==== AVAILABLE RECORDS ====

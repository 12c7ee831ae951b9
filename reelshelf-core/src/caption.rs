//! Caption metadata parsing for incoming media items.
//!
//! Operators tag each forwarded video with a caption such as
//! `id:65f1c0 season:2 episode:5 (dub)`. Only three whitespace-delimited
//! tokens matter, in any order; everything else is free text.

use once_cell::sync::Lazy;
use regex::Regex;
use reelshelf_model::{CatalogId, EpisodeKey, EpisodeNumber, SeasonNumber};
use tracing::debug;

static ID_TOKEN: Lazy<Regex> = Lazy::new(|| {
    Regex::new(r"(?:^|\s)id:(\S+)").expect("id token regex should compile")
});
static SEASON_TOKEN: Lazy<Regex> = Lazy::new(|| {
    Regex::new(r"(?:^|\s)season:(\S+)")
        .expect("season token regex should compile")
});
static EPISODE_TOKEN: Lazy<Regex> = Lazy::new(|| {
    Regex::new(r"(?:^|\s)episode:(\S+)")
        .expect("episode token regex should compile")
});

/// Metadata extracted from a caption.
#[derive(Debug, Clone, PartialEq, Eq)]
pub struct ParsedCaption {
    pub id: CatalogId,
    pub season: SeasonNumber,
    pub episode: EpisodeNumber,
}

impl ParsedCaption {
    pub fn key(&self) -> EpisodeKey {
        EpisodeKey::new(self.season, self.episode)
    }

    /// Canonical caption for this item, suitable for tagging uploads.
    pub fn render(&self) -> String {
        format!(
            "id:{} season:{} episode:{}",
            self.id, self.season, self.episode
        )
    }
}

/// Stateless caption parser.
#[derive(Debug, Clone, Copy, Default)]
pub struct CaptionParser;

impl CaptionParser {
    /// Extract `(id, season, episode)` from free text.
    ///
    /// Returns `None` when a token is missing or a number is not a positive
    /// integer. Season and episode numbers above 65535 are treated as
    /// missing. The first occurrence of each token wins.
    pub fn parse(text: &str) -> Option<ParsedCaption> {
        let id = Self::token(&ID_TOKEN, text)?;
        let season = Self::token(&SEASON_TOKEN, text)?;
        let episode = Self::token(&EPISODE_TOKEN, text)?;

        let parsed = ParsedCaption {
            id: CatalogId::new(id).ok()?,
            season: Self::positive(season)?.try_into().ok()?,
            episode: Self::positive(episode)?.try_into().ok()?,
        };
        debug!(
            catalog_id = %parsed.id,
            season = parsed.season.value(),
            episode = parsed.episode.value(),
            "parsed caption"
        );
        Some(parsed)
    }

    fn token<'t>(pattern: &Regex, text: &'t str) -> Option<&'t str> {
        pattern
            .captures(text)
            .and_then(|captures| captures.get(1))
            .map(|m| m.as_str())
    }

    fn positive(raw: &str) -> Option<u16> {
        if !raw.bytes().all(|b| b.is_ascii_digit()) {
            return None;
        }
        raw.parse::<u16>().ok().filter(|n| *n > 0)
    }
}

#[cfg(test)]
mod tests {
    use super::*;

    #[test]
    fn parses_tokens_with_trailing_junk() {
        let parsed =
            CaptionParser::parse("id:abc season:2 episode:5 extra junk")
                .unwrap();
        assert_eq!(parsed.id.as_str(), "abc");
        assert_eq!(parsed.season.value(), 2);
        assert_eq!(parsed.episode.value(), 5);
    }

    #[test]
    fn tokens_may_appear_in_any_order() {
        let parsed = CaptionParser::parse(
            "Episode title here\nepisode:12 id:S1 season:3",
        )
        .unwrap();
        assert_eq!(parsed.render(), "id:S1 season:3 episode:12");
    }

    #[test]
    fn missing_id_is_absent() {
        assert_eq!(CaptionParser::parse("season:2 episode:5"), None);
    }

    #[test]
    fn non_numeric_season_is_absent() {
        assert_eq!(CaptionParser::parse("id:abc season:x episode:5"), None);
    }

    #[test]
    fn zero_signed_and_overflowing_numbers_are_absent() {
        assert_eq!(CaptionParser::parse("id:a season:0 episode:1"), None);
        assert_eq!(CaptionParser::parse("id:a season:+1 episode:1"), None);
        assert_eq!(CaptionParser::parse("id:a season:1 episode:-1"), None);
        assert_eq!(
            CaptionParser::parse("id:a season:1 episode:70000"),
            None
        );
    }

    #[test]
    fn tokens_are_case_sensitive_and_whitespace_delimited() {
        assert_eq!(CaptionParser::parse("ID:a Season:1 Episode:1"), None);
        // `vid:` must not be read as an `id:` token.
        assert_eq!(CaptionParser::parse("vid:a season:1 episode:1"), None);
    }

    #[test]
    fn empty_tokens_are_absent() {
        assert_eq!(CaptionParser::parse("id: season:1 episode:1"), None);
        assert_eq!(CaptionParser::parse(""), None);
    }
}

====

▶ **PROBLEM TO SOLVE**
Write out the entries above word for word.

▶ **TASK OUTPUT**
repository 12c7ee831ae951b9
filename reelshelf-core/src/caption.rs
//! Caption metadata parsing for incoming media items.
//!
//! Operators tag each forwarded video with a caption such as
//! `id:65f1c0 season:2 episode:5 (dub)`. Only three whitespace-delimited
//! tokens matter, in any order; everything else is free text.

use once_cell::sync::Lazy;
use regex::Regex;
use reelshelf_model::{CatalogId, EpisodeKey, EpisodeNumber, SeasonNumber};
use tracing::debug;

static ID_TOKEN: Lazy<Regex> = Lazy::new(|| {
    Regex::new(r"(?:^|\s)id:(\S+)").expect("id token regex should compile")
});
static SEASON_TOKEN: Lazy<Regex> = Lazy::new(|| {
    Regex::new(r"(?:^|\s)season:(\S+)")
        .expect("season token regex should compile")
});
static EPISODE_TOKEN: Lazy<Regex> = Lazy::new(|| {
    Regex::new(r"(?:^|\s)episode:(\S+)")
        .expect("episode token regex should compile")
});

/// Metadata extracted from a caption.
#[derive(Debug, Clone, PartialEq, Eq)]
pub struct ParsedCaption {
    pub id: CatalogId,
    pub season: SeasonNumber,
    pub episode: EpisodeNumber,
}

impl ParsedCaption {
    pub fn key(&self) -> EpisodeKey {
        EpisodeKey::new(self.season, self.episode)
    }

    /// Canonical caption for this item, suitable for tagging uploads.
    pub fn render(&self) -> String {
        format!(
            "id:{} season:{} episode:{}",
            self.id, self.season, self.episode
        )
    }
}

/// Stateless caption parser.
#[derive(Debug, Clone, Copy, Default)]
pub struct CaptionParser;

impl CaptionParser {
    /// Extract `(id, season, episode)` from free text.
    ///
    /// Returns `None` when a token is missing or a number is not a positive
    /// integer. Season and episode numbers above 65535 are treated as
    /// missing. The first occurrence of each token wins.
    pub fn parse(text: &str) -> Option<ParsedCaption> {
        let id = Self::token(&ID_TOKEN, text)?;
        let season = Self::token(&SEASON_TOKEN, text)?;
        let episode = Self::token(&EPISODE_TOKEN, text)?;

        let parsed = ParsedCaption {
            id: CatalogId::new(id).ok()?,
            season: Self::positive(season)?.try_into().ok()?,
            episode: Self::positive(episode)?.try_into().ok()?,
        };
        debug!(
            catalog_id = %parsed.id,
            season = parsed.season.value(),
            episode = parsed.episode.value(),
            "parsed caption"
        );
        Some(parsed)
    }

    fn token<'t>(pattern: &Regex, text: &'t str) -> Option<&'t str> {
        pattern
            .captures(text)
            .and_then(|captures| captures.get(1))
            .map(|m| m.as_str())
    }

    fn positive(raw: &str) -> Option<u16> {
        if !raw.bytes().all(|b| b.is_ascii_digit()) {
            return None;
        }
        raw.parse::<u16>().ok().filter(|n| *n > 0)
    }
}

#[cfg(test)]
mod tests {
    use super::*;

    #[test]
    fn parses_tokens_with_trailing_junk() {
        let parsed =
            CaptionParser::parse("id:abc season:2 episode:5 extra junk")
                .unwrap();
        assert_eq!(parsed.id.as_str(), "abc");
        assert_eq!(parsed.season.value(), 2);
        assert_eq!(parsed.episode.value(), 5);
    }

    #[test]
    fn tokens_may_appear_in_any_order() {
        let parsed = CaptionParser::parse(
            "Episode title here\nepisode:12 id:S1 season:3",
        )
        .unwrap();
        assert_eq!(parsed.render(), "id:S1 season:3 episode:12");
    }

    #[test]
    fn missing_id_is_absent() {
        assert_eq!(CaptionParser::parse("season:2 episode:5"), None);
    }

    #[test]
    fn non_numeric_season_is_absent() {
        assert_eq!(CaptionParser::parse("id:abc season:x episode:5"), None);
    }

    #[test]
    fn zero_signed_and_overflowing_numbers_are_absent() {
        assert_eq!(CaptionParser::parse("id:a season:0 episode:1"), None);
        assert_eq!(CaptionParser::parse("id:a season:+1 episode:1"), None);
        assert_eq!(CaptionParser::parse("id:a season:1 episode:-1"), None);
        assert_eq!(
            CaptionParser::parse("id:a season:1 episode:70000"),
            None
        );
    }

    #[test]
    fn tokens_are_case_sensitive_and_whitespace_delimited() {
        assert_eq!(CaptionParser::parse("ID:a Season:1 Episode:1"), None);
        // `vid:` must not be read as an `id:` token.
        assert_eq!(CaptionParser::parse("vid:a season:1 episode:1"), None);
    }

    #[test]
    fn empty_tokens_are_absent() {
        assert_eq!(CaptionParser::parse("id: season:1 episode:1"), None);
        assert_eq!(CaptionParser::parse(""), None);
    }
}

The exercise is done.